**RECORDS**
//! WebSocket frame types.
//!
//! Frames are JSON objects discriminated by `type`. Unknown client frame
//! types are logged and dropped; frames that are not JSON objects at all are
//! answered with an `INVALID_MESSAGE` error. The hub never crashes on
//! malformed input.

use serde::{Deserialize, Serialize};

/// Error code: direct recipient not connected or send failed.
pub const ERR_DELIVERY_FAILED: &str = "DELIVERY_FAILED";
/// Error code: frame was not parseable JSON.
pub const ERR_INVALID_MESSAGE: &str = "INVALID_MESSAGE";

// ---------------------------------------------------------------------------
// Client → Hub
// ---------------------------------------------------------------------------

#[derive(Debug, Clone, Serialize, Deserialize)]
#[serde(tag = "type")]
#[serde(rename_all = "snake_case")]
pub enum ClientFrame {
    /// Direct (`to` present) or broadcast message.
    Message {
        #[serde(skip_serializing_if = "Option::is_none")]
        to: Option<String>,
        content: String,
        #[serde(skip_serializing_if = "Option::is_none")]
        metadata: Option<serde_json::Value>,
    },
    /// Liveness reply to a hub ping.
    Pong {
        #[serde(skip_serializing_if = "Option::is_none")]
        matrix_id: Option<String>,
    },
    /// Client-initiated liveness probe; the hub echoes a ping back.
    Ping,
    /// Presence update.
    Presence { status: PresenceStatus },
}

#[derive(Debug, Clone, Copy, PartialEq, Eq, Serialize, Deserialize)]
#[serde(rename_all = "snake_case")]
pub enum PresenceStatus {
    Online,
    Away,
}

impl PresenceStatus {
    pub fn as_str(&self) -> &'static str {
        match self {
            PresenceStatus::Online => "online",
            PresenceStatus::Away => "away",
        }
    }
}

/// What to do with an inbound text frame.
pub enum ParsedFrame {
    Frame(ClientFrame),
    /// Valid JSON with an unrecognized `type`: log and drop.
    UnknownType(String),
    /// Not valid JSON (or not an object): answer `INVALID_MESSAGE`.
    Invalid,
}

pub fn parse_client_frame(raw: &str) -> ParsedFrame {
    match serde_json::from_str::<ClientFrame>(raw) {
        Ok(frame) => ParsedFrame::Frame(frame),
        Err(_) => match serde_json::from_str::<serde_json::Value>(raw) {
            Ok(value) => {
                let kind = value
                    .get("type")
                    .and_then(|t| t.as_str())
                    .unwrap_or("<missing>")
                    .to_string();
                ParsedFrame::UnknownType(kind)
            }
            Err(_) => ParsedFrame::Invalid,
        },
    }
}

// ---------------------------------------------------------------------------
// Hub → Client
// ---------------------------------------------------------------------------

#[derive(Debug, Clone, Serialize, Deserialize)]
#[serde(tag = "type")]
#[serde(rename_all = "snake_case")]
pub enum ServerFrame {
    /// Sent once after the WebSocket is accepted.
    Registered {
        matrix_id: String,
        online_matrices: Vec<String>,
    },
    /// A relayed message. `metadata` carries the sender's `sequence_number`
    /// so peers can dedup and order.
    Message {
        from: String,
        content: String,
        timestamp: String,
        #[serde(skip_serializing_if = "Option::is_none")]
        metadata: Option<serde_json::Value>,
    },
    /// Presence change of some matrix.
    Presence {
        matrix_id: String,
        status: String,
        #[serde(skip_serializing_if = "Option::is_none")]
        display_name: Option<String>,
    },
    /// Heartbeat.
    Ping,
    /// Typed error surfaced to one client.
    Error { code: String, message: String },
}

impl ServerFrame {
    pub fn error(code: &str, message: impl Into<String>) -> Self {
        ServerFrame::Error {
            code: code.to_string(),
            message: message.into(),
        }
    }

    pub fn to_json(&self) -> String {
        serde_json::to_string(self).expect("serialize server frame")
    }
}

#[cfg(test)]
mod tests {
    use super::*;

    #[test]
    fn client_frames_parse_per_wire_shapes() {
        match parse_client_frame(r#"{"type":"message","to":"beta","content":"x"}"#) {
            ParsedFrame::Frame(ClientFrame::Message { to, content, .. }) => {
                assert_eq!(to.as_deref(), Some("beta"));
                assert_eq!(content, "x");
            }
            _ => panic!("expected message frame"),
        }
        match parse_client_frame(r#"{"type":"pong","matrix_id":"alpha"}"#) {
            ParsedFrame::Frame(ClientFrame::Pong { matrix_id }) => {
                assert_eq!(matrix_id.as_deref(), Some("alpha"))
            }
            _ => panic!("expected pong frame"),
        }
        match parse_client_frame(r#"{"type":"presence","status":"away"}"#) {
            ParsedFrame::Frame(ClientFrame::Presence { status }) => {
                assert_eq!(status, PresenceStatus::Away)
            }
            _ => panic!("expected presence frame"),
        }
    }

    #[test]
    fn unknown_type_is_dropped_not_invalid() {
        match parse_client_frame(r#"{"type":"telepathy","content":"hm"}"#) {
            ParsedFrame::UnknownType(kind) => assert_eq!(kind, "telepathy"),
            _ => panic!("expected unknown type"),
        }
    }

    #[test]
    fn garbage_is_invalid() {
        assert!(matches!(parse_client_frame("not json"), ParsedFrame::Invalid));
    }

    #[test]
    fn server_frames_serialize_with_type_tag() {
        let frame = ServerFrame::Registered {
            matrix_id: "alpha".into(),
            online_matrices: vec!["alpha".into(), "beta".into()],
        };
        let json: serde_json::Value = serde_json::from_str(&frame.to_json()).unwrap();
        assert_eq!(json["type"], "registered");
        assert_eq!(json["online_matrices"][1], "beta");

        let err = ServerFrame::error(ERR_DELIVERY_FAILED, "beta is offline");
        let json: serde_json::Value = serde_json::from_str(&err.to_json()).unwrap();
        assert_eq!(json["type"], "error");
        assert_eq!(json["code"], "DELIVERY_FAILED");
    }
}
//! Shared daemon state: connection status, auth failure tracking, and the
//! channels that tie the task set together.

use std::sync::atomic::{AtomicBool, AtomicU32, Ordering};
use std::sync::{Arc, Mutex};

use mx_store::Store;
use tokio::sync::{mpsc, oneshot, Notify};

use crate::events::EventBus;

/// Consecutive auth failures before the daemon stops retrying and waits for
/// an operator `/auth-reset`.
pub const MAX_AUTH_FAILURES: u32 = 3;

/// A frame handed to the connection task for transmit, with an ack channel
/// reporting whether the socket write succeeded.
pub type OutboundFrame = (String, oneshot::Sender<Result<(), String>>);

pub struct DaemonShared {
    pub store: Store,
    pub matrix_id: String,
    pub display_name: String,
    /// `http://host:port` of the hub.
    pub hub_url: String,
    pub events: EventBus,
    pub connected: AtomicBool,
    pub auth: AuthState,
    /// Wakes the connection loop out of its auth-stopped or backoff wait.
    pub reconnect: Notify,
    /// Wakes the outbound worker immediately after an enqueue.
    pub kick: Notify,
    /// Transmit channel into the connection task.
    pub out_tx: mpsc::Sender<OutboundFrame>,
}

impl DaemonShared {
    pub fn is_connected(&self) -> bool {
        self.connected.load(Ordering::Relaxed)
    }

    pub fn set_connected(&self, connected: bool) {
        self.connected.store(connected, Ordering::Relaxed);
    }
}

/// Authentication failure tracking surfaced on `/status` and reset via
/// `/auth-reset`.
pub struct AuthState {
    pin: Mutex<Option<String>>,
    failure_count: AtomicU32,
    stopped: AtomicBool,
    last_error: Mutex<Option<String>>,
}

impl AuthState {
    pub fn new(pin: Option<String>) -> Self {
        Self {
            pin: Mutex::new(pin),
            failure_count: AtomicU32::new(0),
            stopped: AtomicBool::new(false),
            last_error: Mutex::new(None),
        }
    }

    pub fn pin(&self) -> Option<String> {
        self.pin.lock().expect("auth lock").clone()
    }

    pub fn failure_count(&self) -> u32 {
        self.failure_count.load(Ordering::Relaxed)
    }

    pub fn is_stopped(&self) -> bool {
        self.stopped.load(Ordering::Relaxed)
    }

    pub fn last_error(&self) -> Option<String> {
        self.last_error.lock().expect("auth lock").clone()
    }

    /// Record an auth failure; returns true once the stop threshold is hit.
    pub fn record_failure(&self, error: impl Into<String>) -> bool {
        *self.last_error.lock().expect("auth lock") = Some(error.into());
        let count = self.failure_count.fetch_add(1, Ordering::Relaxed) + 1;
        if count >= MAX_AUTH_FAILURES {
            self.stopped.store(true, Ordering::Relaxed);
            true
        } else {
            false
        }
    }

    pub fn record_success(&self) {
        self.failure_count.store(0, Ordering::Relaxed);
        *self.last_error.lock().expect("auth lock") = None;
    }

    /// Operator reset: install a (possibly new) PIN and resume connecting.
    pub fn reset(&self, pin: Option<String>) {
        if pin.is_some() {
            *self.pin.lock().expect("auth lock") = pin;
        }
        self.failure_count.store(0, Ordering::Relaxed);
        self.stopped.store(false, Ordering::Relaxed);
        *self.last_error.lock().expect("auth lock") = None;
    }
}

/// Bundle shared by every daemon task.
pub type Shared = Arc<DaemonShared>;

#[cfg(test)]
mod tests {
    use super::*;

    #[test]
    fn auth_failures_accumulate_to_stop() {
        let auth = AuthState::new(Some("123456".into()));
        assert!(!auth.record_failure("401"));
        assert!(!auth.record_failure("401"));
        assert!(auth.record_failure("401"));
        assert!(auth.is_stopped());
        assert_eq!(auth.failure_count(), 3);
        assert_eq!(auth.last_error().as_deref(), Some("401"));
    }

    #[test]
    fn reset_clears_state_and_installs_pin() {
        let auth = AuthState::new(None);
        auth.record_failure("401");
        auth.reset(Some("777777".into()));
        assert!(!auth.is_stopped());
        assert_eq!(auth.failure_count(), 0);
        assert_eq!(auth.pin().as_deref(), Some("777777"));
        assert!(auth.last_error().is_none());
    }

    #[test]
    fn success_resets_counter_but_keeps_pin() {
        let auth = AuthState::new(Some("1".into()));
        auth.record_failure("401");
        auth.record_success();
        assert_eq!(auth.failure_count(), 0);
        assert_eq!(auth.pin().as_deref(), Some("1"));
    }
}
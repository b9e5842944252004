//! Schema creation and migrations.
//!
//! Everything here is idempotent: tables and indexes use `IF NOT EXISTS`,
//! and column additions swallow the "duplicate column name" error so that
//! re-running bring-up against an already-migrated file is a no-op. The
//! whole batch runs inside one transaction.

use rusqlite::Connection;

const PRAGMAS: &str = "
    PRAGMA journal_mode=WAL;
    PRAGMA synchronous=NORMAL;
    PRAGMA temp_store=MEMORY;
    PRAGMA busy_timeout=5000;
    PRAGMA foreign_keys=ON;
";

const SCHEMA: &str = "
    CREATE TABLE IF NOT EXISTS agents (
        id              INTEGER PRIMARY KEY AUTOINCREMENT,
        name            TEXT NOT NULL UNIQUE,
        status          TEXT NOT NULL DEFAULT 'pending',
        sessions_count  INTEGER NOT NULL DEFAULT 0,
        learnings_count INTEGER NOT NULL DEFAULT 0,
        tasks_completed INTEGER NOT NULL DEFAULT 0,
        created_at      TEXT NOT NULL,
        last_active_at  TEXT NOT NULL
    );

    CREATE TABLE IF NOT EXISTS sessions (
        id                  TEXT PRIMARY KEY,
        summary             TEXT NOT NULL,
        context             TEXT,
        tags                TEXT NOT NULL DEFAULT '[]',
        agent_id            INTEGER,
        visibility          TEXT NOT NULL DEFAULT 'private',
        project_path        TEXT,
        previous_session_id TEXT,
        created_at          TEXT NOT NULL,
        updated_at          TEXT NOT NULL
    );

    CREATE INDEX IF NOT EXISTS idx_sessions_agent   ON sessions(agent_id);
    CREATE INDEX IF NOT EXISTS idx_sessions_project ON sessions(project_path);
    CREATE INDEX IF NOT EXISTS idx_sessions_created ON sessions(created_at);

    CREATE TABLE IF NOT EXISTS learnings (
        id                INTEGER PRIMARY KEY AUTOINCREMENT,
        category          TEXT NOT NULL,
        title             TEXT NOT NULL,
        description       TEXT NOT NULL,
        what_happened     TEXT,
        lesson            TEXT,
        prevention        TEXT,
        context           TEXT,
        source_url        TEXT,
        confidence        TEXT NOT NULL DEFAULT 'low',
        maturity_stage    TEXT NOT NULL DEFAULT 'observation',
        times_validated   INTEGER NOT NULL DEFAULT 0,
        last_validated_at TEXT,
        agent_id          INTEGER,
        visibility        TEXT NOT NULL DEFAULT 'private',
        project_path      TEXT,
        created_at        TEXT NOT NULL,
        updated_at        TEXT NOT NULL
    );

    CREATE INDEX IF NOT EXISTS idx_learnings_category ON learnings(category);
    CREATE INDEX IF NOT EXISTS idx_learnings_agent    ON learnings(agent_id);
    CREATE INDEX IF NOT EXISTS idx_learnings_project  ON learnings(project_path);

    CREATE VIRTUAL TABLE IF NOT EXISTS learnings_fts USING fts5(
        title, description, lesson,
        content='learnings',
        content_rowid='id'
    );

    CREATE TRIGGER IF NOT EXISTS learnings_fts_ai AFTER INSERT ON learnings BEGIN
        INSERT INTO learnings_fts(rowid, title, description, lesson)
        VALUES (new.id, new.title, new.description, new.lesson);
    END;

    CREATE TRIGGER IF NOT EXISTS learnings_fts_ad AFTER DELETE ON learnings BEGIN
        INSERT INTO learnings_fts(learnings_fts, rowid, title, description, lesson)
        VALUES ('delete', old.id, old.title, old.description, old.lesson);
    END;

    CREATE TRIGGER IF NOT EXISTS learnings_fts_au AFTER UPDATE ON learnings BEGIN
        INSERT INTO learnings_fts(learnings_fts, rowid, title, description, lesson)
        VALUES ('delete', old.id, old.title, old.description, old.lesson);
        INSERT INTO learnings_fts(rowid, title, description, lesson)
        VALUES (new.id, new.title, new.description, new.lesson);
    END;

    CREATE TABLE IF NOT EXISTS unified_tasks (
        id                  INTEGER PRIMARY KEY AUTOINCREMENT,
        title               TEXT NOT NULL,
        description         TEXT,
        domain              TEXT NOT NULL,
        priority            TEXT NOT NULL DEFAULT 'normal',
        status              TEXT NOT NULL DEFAULT 'pending',
        github_issue_number INTEGER,
        github_issue_url    TEXT,
        github_repo         TEXT,
        github_sync_status  TEXT NOT NULL DEFAULT 'local_only',
        session_id          TEXT,
        agent_id            INTEGER,
        project_path        TEXT,
        created_at          TEXT NOT NULL,
        updated_at          TEXT NOT NULL
    );

    CREATE INDEX IF NOT EXISTS idx_unified_domain ON unified_tasks(domain);
    CREATE INDEX IF NOT EXISTS idx_unified_status ON unified_tasks(status);

    CREATE TABLE IF NOT EXISTS missions (
        id                TEXT PRIMARY KEY,
        prompt            TEXT NOT NULL,
        context           TEXT,
        priority          TEXT NOT NULL DEFAULT 'normal',
        status            TEXT NOT NULL DEFAULT 'pending',
        retry_count       INTEGER NOT NULL DEFAULT 0,
        max_retries       INTEGER NOT NULL DEFAULT 5,
        timeout_ms        INTEGER NOT NULL DEFAULT 300000,
        assigned_to       INTEGER,
        execution_id      TEXT,
        parent_mission_id TEXT,
        unified_task_id   INTEGER,
        session_id        TEXT,
        next_retry_at     TEXT,
        started_at        TEXT,
        completed_at      TEXT,
        last_error        TEXT,
        created_at        TEXT NOT NULL,
        updated_at        TEXT NOT NULL
    );

    CREATE INDEX IF NOT EXISTS idx_missions_status  ON missions(status);
    CREATE INDEX IF NOT EXISTS idx_missions_unified ON missions(unified_task_id);

    CREATE TABLE IF NOT EXISTS mission_deps (
        mission_id    TEXT NOT NULL,
        depends_on_id TEXT NOT NULL,
        PRIMARY KEY (mission_id, depends_on_id)
    );

    CREATE TABLE IF NOT EXISTS matrix_registry (
        id            TEXT PRIMARY KEY,
        display_name  TEXT NOT NULL,
        status        TEXT NOT NULL DEFAULT 'offline',
        last_seen     TEXT NOT NULL,
        metadata      TEXT,
        registered_at TEXT NOT NULL
    );

    CREATE TABLE IF NOT EXISTS matrix_messages (
        id              TEXT PRIMARY KEY,
        from_matrix     TEXT NOT NULL,
        to_matrix       TEXT,
        content         TEXT NOT NULL,
        message_type    TEXT NOT NULL,
        status          TEXT NOT NULL DEFAULT 'pending',
        retry_count     INTEGER NOT NULL DEFAULT 0,
        max_retries     INTEGER NOT NULL DEFAULT 5,
        next_retry_at   TEXT,
        sequence_number INTEGER NOT NULL,
        metadata        TEXT,
        created_at      TEXT NOT NULL,
        attempted_at    TEXT,
        sent_at         TEXT,
        delivered_at    TEXT,
        read_at         TEXT,
        last_error      TEXT
    );

    CREATE INDEX IF NOT EXISTS idx_messages_status ON matrix_messages(status);
    CREATE INDEX IF NOT EXISTS idx_messages_order
        ON matrix_messages(from_matrix, sequence_number);

    CREATE TABLE IF NOT EXISTS matrix_sequences (
        matrix_id     TEXT PRIMARY KEY,
        next_sequence INTEGER NOT NULL DEFAULT 0
    );

    CREATE TABLE IF NOT EXISTS search_log (
        id           INTEGER PRIMARY KEY AUTOINCREMENT,
        query        TEXT NOT NULL,
        query_type   TEXT NOT NULL,
        result_count INTEGER NOT NULL,
        latency_ms   INTEGER NOT NULL,
        source       TEXT NOT NULL,
        agent_id     INTEGER,
        recorded_at  TEXT NOT NULL
    );
";

/// Columns added after the initial schema shipped. Each entry is applied
/// with the duplicate-column error swallowed.
const COLUMN_MIGRATIONS: &[&str] = &[
    "ALTER TABLE matrix_messages ADD COLUMN read_at TEXT",
    "ALTER TABLE learnings ADD COLUMN source_url TEXT",
    "ALTER TABLE missions ADD COLUMN parent_mission_id TEXT",
];

/// Apply pragmas, schema, and migrations. Idempotent.
pub fn apply(conn: &Connection) -> rusqlite::Result<()> {
    conn.execute_batch(PRAGMAS)?;

    let tx = conn.unchecked_transaction()?;
    tx.execute_batch(SCHEMA)?;
    for migration in COLUMN_MIGRATIONS {
        match tx.execute(migration, []) {
            Ok(_) => {}
            Err(rusqlite::Error::SqliteFailure(_, Some(ref msg)))
                if msg.contains("duplicate column name") => {}
            Err(e) => return Err(e),
        }
    }
    tx.commit()?;
    Ok(())
}

#[cfg(test)]
mod tests {
    use super::*;

    #[test]
    fn apply_is_idempotent() {
        let conn = Connection::open_in_memory().unwrap();
        apply(&conn).unwrap();
        apply(&conn).unwrap();
        apply(&conn).unwrap();

        let count: i64 = conn
            .query_row(
                "SELECT COUNT(*) FROM sqlite_master WHERE type='table' AND name='missions'",
                [],
                |r| r.get(0),
            )
            .unwrap();
        assert_eq!(count, 1);
    }

    #[test]
    fn fts_triggers_mirror_inserts() {
        let conn = Connection::open_in_memory().unwrap();
        apply(&conn).unwrap();

        conn.execute(
            "INSERT INTO learnings (category, title, description, lesson, created_at, updated_at)
             VALUES ('frontend', 'typography guidelines', 'use a scale', 'stick to it',
                     '2026-01-01T00:00:00+00:00', '2026-01-01T00:00:00+00:00')",
            [],
        )
        .unwrap();

        let hits: i64 = conn
            .query_row(
                "SELECT COUNT(*) FROM learnings_fts WHERE learnings_fts MATCH 'typography'",
                [],
                |r| r.get(0),
            )
            .unwrap();
        assert_eq!(hits, 1);

        // Update re-mirrors.
        conn.execute("UPDATE learnings SET title = 'spacing guidelines' WHERE id = 1", [])
            .unwrap();
        let stale: i64 = conn
            .query_row(
                "SELECT COUNT(*) FROM learnings_fts WHERE learnings_fts MATCH 'typography'",
                [],
                |r| r.get(0),
            )
            .unwrap();
        assert_eq!(stale, 0);

        // Delete removes the mirror row.
        conn.execute("DELETE FROM learnings WHERE id = 1", []).unwrap();
        let left: i64 = conn
            .query_row(
                "SELECT COUNT(*) FROM learnings_fts WHERE learnings_fts MATCH 'spacing'",
                [],
                |r| r.get(0),
            )
            .unwrap();
        assert_eq!(left, 0);
    }
}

**REQUIRED WORK**
Start at the first line of the entries and stop at the line with "not parseable JSON.". Retype each of those lines exactly, both ends included.

**WRITTEN RESPONSE**
//! WebSocket frame types.
//!
//! Frames are JSON objects discriminated by `type`. Unknown client frame
//! types are logged and dropped; frames that are not JSON objects at all are
//! answered with an `INVALID_MESSAGE` error. The hub never crashes on
//! malformed input.

use serde::{Deserialize, Serialize};

/// Error code: direct recipient not connected or send failed.
pub const ERR_DELIVERY_FAILED: &str = "DELIVERY_FAILED";
/// Error code: frame was not parseable JSON.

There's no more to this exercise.